Not necessarily. Now all the hair salons have to send their employees to college for two years to get a license, and when they graduate they are expecting much higher pay because they just sunk two years into an education which they saw no money during. They went out drinking with their student loans, paid rent, and accrued debts. What’s more the salons need to consult special accountants or lawyers to make sure they can prove that they are adhering to the new regulations — even the ones who are way ahead of the law already providing far better conditions and services than the existing standards. Such professionals can charge upward.s of $100 an hour. Many independent salons simply can’t afford the increase in costs and have to close down entirely; others have to jack prices up to pay for the extra costs of compliance and staff. In some areas only one salon is left standing and since people have less choice they can afford to let standards slip.

With the price of haircuts going up lots of people decide to go without. They cut their friends hair at home. Badly. Or they get pretty good at it and don’t have to go to the hairdressers any more but take longer to prepare for going out and miss out of the chat and gossip. What’s more, everyone who does still go for a professional haircut has less left over to spend on a manicure or something else nice, so other industries also suffer. You can add to that the marginal increase in taxes to pay the civil servants in the new public body which acts as a regulator for the hairdressing industry. Now those people are involved in busy work instead of making commodities and providing services that improve people’s living standards in real terms and rather than paying into the public purse they are a net drain on it.

I choose a relatively trivial example because it’s perfectly illustrative of how a seemingly simple and innocuous policy suggestion — mandatory hairdressing licenses — can generate more than its fair share of consequences. (Yes, hair cuts are not a life or death issue. But so are many other activities that are similarly regulated.) An alternative is for a series of private watchdogs to certify only hairdressers that meet their standards and give the ones who do an official number and sticker to put in their window; because they are competing they have to keep the costs of certification to a minimum (no $100 an hour fees), and people who are not fussed to pay extra for a certified cut can take a risk on somewhere cheaper or go by word of mouth.

Occupational licensing makes for an interesting case because it is almost ubiquitously considered in the public interest and even necessary to prevent catastrophe. And yet there is actually zero evidence that it leads to a higher quality of service provision. Zilch!
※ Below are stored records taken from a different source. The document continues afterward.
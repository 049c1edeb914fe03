// Copyright 2026 Google LLC
//
// Licensed under the Apache License, Version 2.0 (the "License");
// you may not use this file except in compliance with the License.
// You may obtain a copy of the License at
//
//      http://www.apache.org/licenses/LICENSE-2.0
//
// Unless required by applicable law or agreed to in writing, software
// distributed under the License is distributed on an "AS IS" BASIS,
// WITHOUT WARRANTIES OR CONDITIONS OF ANY KIND, either express or implied.
// See the License for the specific language governing permissions and
// limitations under the License.

//! # Report Runner
//!
//! Executes one configured report end to end:
//! 1. fetch rows from the bound connection,
//! 2. treat an empty fetch as a failure,
//! 3. write the CSV artifact,
//! 4. publish it and refresh the manifest, when the report publishes.
//!
//! A publish failure never removes the local artifact. Runs of the same report
//! never overlap: scheduled ticks that find a run in flight are skipped, and
//! explicit one-shot runs wait for it.

use crate::application::publisher::Publisher;
use crate::domain::entities::{Report, RunOutcome};
use crate::domain::errors::{RelayError, Result};
use crate::infrastructure::local_storage::csv_artifact_writer::CsvArtifactWriter;
use crate::ports::connection_port::Connection;
use chrono::{DateTime, Local};
use log::{error, info, warn};
use std::sync::Arc;
use tokio::sync::Mutex;

/// Source of artifact timestamps.
pub type Clock = Arc<dyn Fn() -> DateTime<Local> + Send + Sync>;

pub struct ReportRunner {
    report: Report,
    connection: Arc<dyn Connection>,
    writer: CsvArtifactWriter,
    publisher: Option<Arc<Publisher>>,
    run_guard: Mutex<()>,
    clock: Clock,
}

impl ReportRunner {
    pub fn new(
        report: Report,
        connection: Arc<dyn Connection>,
        publisher: Option<Arc<Publisher>>,
    ) -> Self {
        Self {
            report,
            connection,
            writer: CsvArtifactWriter,
            publisher,
            run_guard: Mutex::new(()),
            clock: Arc::new(Local::now),
        }
    }

    pub fn with_clock(mut self, clock: Clock) -> Self {
        self.clock = clock;
        self
    }

    pub fn report(&self) -> &Report {
        &self.report
    }

    /// Explicit single run; the failure is returned to the caller.
    pub async fn run_once(&self) -> Result<RunOutcome> {
        let _guard = self.run_guard.lock().await;
        self.execute().await
    }

    /// Scheduled trigger. Failures are logged, never propagated; `None` means
    /// the run failed or was skipped.
    pub async fn run(&self) -> Option<RunOutcome> {
        let name = self.report.name.as_str();
        let _guard = match self.run_guard.try_lock() {
            Ok(guard) => guard,
            Err(_) => {
                warn!(report = name; "Previous run still in progress, skipping this trigger");
                return None;
            }
        };
        match self.execute().await {
            Ok(outcome) => Some(outcome),
            Err(e) => {
                error!(report = name; "Run failed: {}", e);
                None
            }
        }
    }

    async fn execute(&self) -> Result<RunOutcome> {
        let name = self.report.name.as_str();
        info!(report = name; "Fetching from {} connection '{}'", self.connection.kind(), self.report.connection);

        let rows = self
            .connection
            .fetch_report(&self.report.params)
            .await
            .map_err(|source| RelayError::FetchError {
                report: name.to_string(),
                source,
            })?;
        // A first row without fields would give a header-less CSV.
        if rows.first().map_or(true, |first| first.is_empty()) {
            return Err(RelayError::EmptyResult(name.to_string()));
        }

        let writer = self.writer;
        let staging_dir = self.report.staging_dir.clone();
        let report = name.to_string();
        let at = (self.clock)();
        let artifact = tokio::task::spawn_blocking(move || {
            writer.write_artifact(&report, &staging_dir, &rows, at)
        })
        .await
        .map_err(|e| RelayError::IoError(std::io::Error::other(e.to_string())))??;
        info!(report = name; "Wrote {} rows to {}", artifact.rows, artifact.path.display());

        let published = match (&self.publisher, self.report.publish) {
            (Some(publisher), true) => Some(publisher.publish(&artifact).await.map_err(
                |source| RelayError::PublishError {
                    report: name.to_string(),
                    artifact: artifact.path.clone(),
                    source,
                },
            )?),
            _ => None,
        };

        Ok(RunOutcome {
            report: name.to_string(),
            artifact,
            published,
        })
    }
}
After compiling a meta-analysis entitled, "Rule of Experts," S. David Young concluded “…most of the evidence suggests that licensing has, at best, a neutral effect on quality and may even cause harm to the consumers. ... The higher entry standards imposed by licensing laws reduce the supply of professional services. … The poor are net losers because the availability of low-cost service has been reduced.”

Stanley Gross of Indiana State University, had to concur, “…mainly the research refutes the claim that licensing protects the public.”

More recently economics PhD Morris Kleiner released two publications (2006, 2013) for the Upjohn Institute for Employment Research demonstrating that licensing occupations does more to restrict competition that to ensure quality.

However, until this is more broadly understood we may continue seeing mandatory licensing, not just for hairdressers and manicurists, but for tour guides, librarians, locksmiths, dry cleaners, auctioneers, fruit ripeners, plumbers, private investigators, Christmas tree vendors, florists, interior designers, funeral directors, cab drivers, shampoo specialists, glass installers, cat groomers, tree groomers, hunting guides, kick boxers, real estate agents, tattoo artists, nutritionists, acupuncturists, music therapists, yoga instructors, morticians with all the all-but-invisible (to the untrained eye) attendant consequences.